My mother, despite her public classiness, often makes the same joke about giving us breast milk. Whenever we’d say something about the past, or act childishly affectionate towards her, she’d say, “Aww… do you want breast milk?” pushing a boob, heavy with age, towards our now-annoyed faces in the same raunchy manner – a grin feigning innocence. She has always been free with her body around her children. I’ve been assaulted by her loud farts in bed for so long the smell now passes over me like mist. She even set an early precedent for us when we were toddlers that closing the bathroom door in the house was an optional practice – but we all got slightly older and as though possessed by the same spirit, began closing and locking all sorts of doors with a fury inherent only to pre-teens. This spirit is yet to possess her mind. 

For a moment, I wondered what joke she’d use now that she didn’t have them anymore. She was diagnosed with a ductal carcinoma in the beginning of August, informed us of this in September, and got a double mastectomy one week later. She didn’t need to operate on both, but did so just to be safe, saying that she’ll never get married again and her breasts’ utility expired years ago. But her loss made me ponder the ones I still had. I hadn’t thought about my breasts since I was finally done developing them. I hated them at first – two mounds beckoning towards the end of my childhood, tormenting me with the chilling image of feeding my own child. Still, I could scarcely imagine my life without them. My stomach dropped at the thought of losing this flesh that said to myself and the world, “I am a woman.”
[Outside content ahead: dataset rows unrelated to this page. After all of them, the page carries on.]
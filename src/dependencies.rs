//! Entry points of the `dependencies` command
//!
//! One run is strictly sequential: query the backend once, build the
//! adjacency, then either print the tree or synthesize and emit policies.
//! The first failure aborts the run.

use std::io::Write;

use tracing::{debug, info};

use crate::config::{DataSource, DependencyConfig, NamespaceLookup, OutputMode};
use crate::graph::{find_roots, Adjacency};
use crate::policy::{
    GraphNamespaceResolver, NamespaceResolver, PolicySynthesizer, QueryNamespaceResolver,
};
use crate::query::{
    query_workloads, FileQueryApi, PrometheusHttpApi, QueryApi, WorkloadQuery, WorkloadSamples,
};
use crate::render::write_documents;
use crate::tree::{build_dependency_tree, write_tree};
use crate::Result;

/// Open the query backend named by `config`
///
/// Fails with a configuration error when no source is set, before any
/// query is issued.
pub fn connect(config: &DependencyConfig) -> Result<Box<dyn QueryApi>> {
    match config.data_source()? {
        DataSource::File(path) => {
            let api = FileQueryApi::from_path(path)?;
            info!(path = %path.display(), samples = api.len(), "loaded samples from file");
            Ok(Box::new(api))
        }
        DataSource::Prometheus(url) => {
            info!(url = %url, "querying prometheus");
            Ok(Box::new(PrometheusHttpApi::new(url.clone(), config.query_timeout)?))
        }
    }
}

/// Run the command described by `config`, writing its output to `out`
pub async fn run<W: Write>(config: &DependencyConfig, out: &mut W) -> Result<()> {
    let api = connect(config)?;
    run_with_api(api.as_ref(), config, out).await
}

/// Run the command against an already opened backend
pub async fn run_with_api<Q: QueryApi + ?Sized, W: Write>(
    api: &Q,
    config: &DependencyConfig,
    out: &mut W,
) -> Result<()> {
    let query = WorkloadQuery::new(config.metric.clone())
        .with_namespace(config.namespace.clone())
        .with_name_filter(config.name_filter.clone());
    let samples = query_workloads(api, &query).await?;
    let adjacency = Adjacency::build(&samples.samples);
    debug!(
        sources = adjacency.len(),
        edges = adjacency.edge_count(),
        "built adjacency"
    );

    match config.output {
        OutputMode::Tree => print_dependency_tree(&samples, &adjacency, out),
        OutputMode::Authz => emit_authorization_policies(api, config, &adjacency, out).await,
        OutputMode::Sidecar => emit_sidecars(api, config, &adjacency, out).await,
    }
}

/// Print the tree of every root found in `samples`
///
/// A graph whose workloads all sit on cycles has no roots and prints only
/// the `.` line.
pub fn print_dependency_tree<W: Write>(
    samples: &WorkloadSamples,
    adjacency: &Adjacency,
    out: &mut W,
) -> Result<()> {
    let roots = find_roots(&samples.source_names(), &samples.destination_names());
    debug!(roots = roots.len(), "found root workloads");

    let tree = build_dependency_tree(adjacency, &roots);
    write_tree(out, &tree)?;
    out.flush()?;
    Ok(())
}

/// Emit one AuthorizationPolicy document per caller with destinations
pub async fn emit_authorization_policies<Q: QueryApi + ?Sized, W: Write>(
    api: &Q,
    config: &DependencyConfig,
    adjacency: &Adjacency,
    out: &mut W,
) -> Result<()> {
    let synthesizer = PolicySynthesizer::new(adjacency, config.audit);
    let policies = match config.namespace_lookup {
        NamespaceLookup::Query => {
            synthesizer
                .authorization_policies(&query_resolver(api, config))
                .await?
        }
        NamespaceLookup::Graph => {
            synthesizer
                .authorization_policies(&GraphNamespaceResolver::new(adjacency))
                .await?
        }
    };
    write_documents(out, &policies)
}

/// Emit one Sidecar document per caller with destinations
pub async fn emit_sidecars<Q: QueryApi + ?Sized, W: Write>(
    api: &Q,
    config: &DependencyConfig,
    adjacency: &Adjacency,
    out: &mut W,
) -> Result<()> {
    let synthesizer = PolicySynthesizer::new(adjacency, config.audit);
    let sidecars = match config.namespace_lookup {
        NamespaceLookup::Query => synthesizer.sidecars(&query_resolver(api, config)).await?,
        NamespaceLookup::Graph => {
            synthesizer
                .sidecars(&GraphNamespaceResolver::new(adjacency))
                .await?
        }
    };
    write_documents(out, &sidecars)
}

fn query_resolver<'a, Q: QueryApi + ?Sized>(
    api: &'a Q,
    config: &DependencyConfig,
) -> impl NamespaceResolver + 'a {
    QueryNamespaceResolver::new(api, config.metric.clone(), config.namespace.clone())
}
The ease at which she had them both carved from her body, like the rotted pit of a fruit, startled me. She asked me with suspicion if I was “invested in her breasts,” to which I said no. But the image of my mother without them painted a strange picture in my mind. Her body, warm, inviting, and which she owned completely, seemed frail and withdrawn. Another distant memory. 

She grew up in a Nigerian village in the aftermath of the civil war. Her father died from an illness she thinks was untreated prostate cancer and her mother died shortly thereafter while birthing her younger sister, who would also die of cancer many years later. Before that would happen, the two of them were orphans, picked up by their uncle who raised them to value education, independence, and honesty above all else. I wondered how she met her husband – a man who embodied everything she wasn’t. 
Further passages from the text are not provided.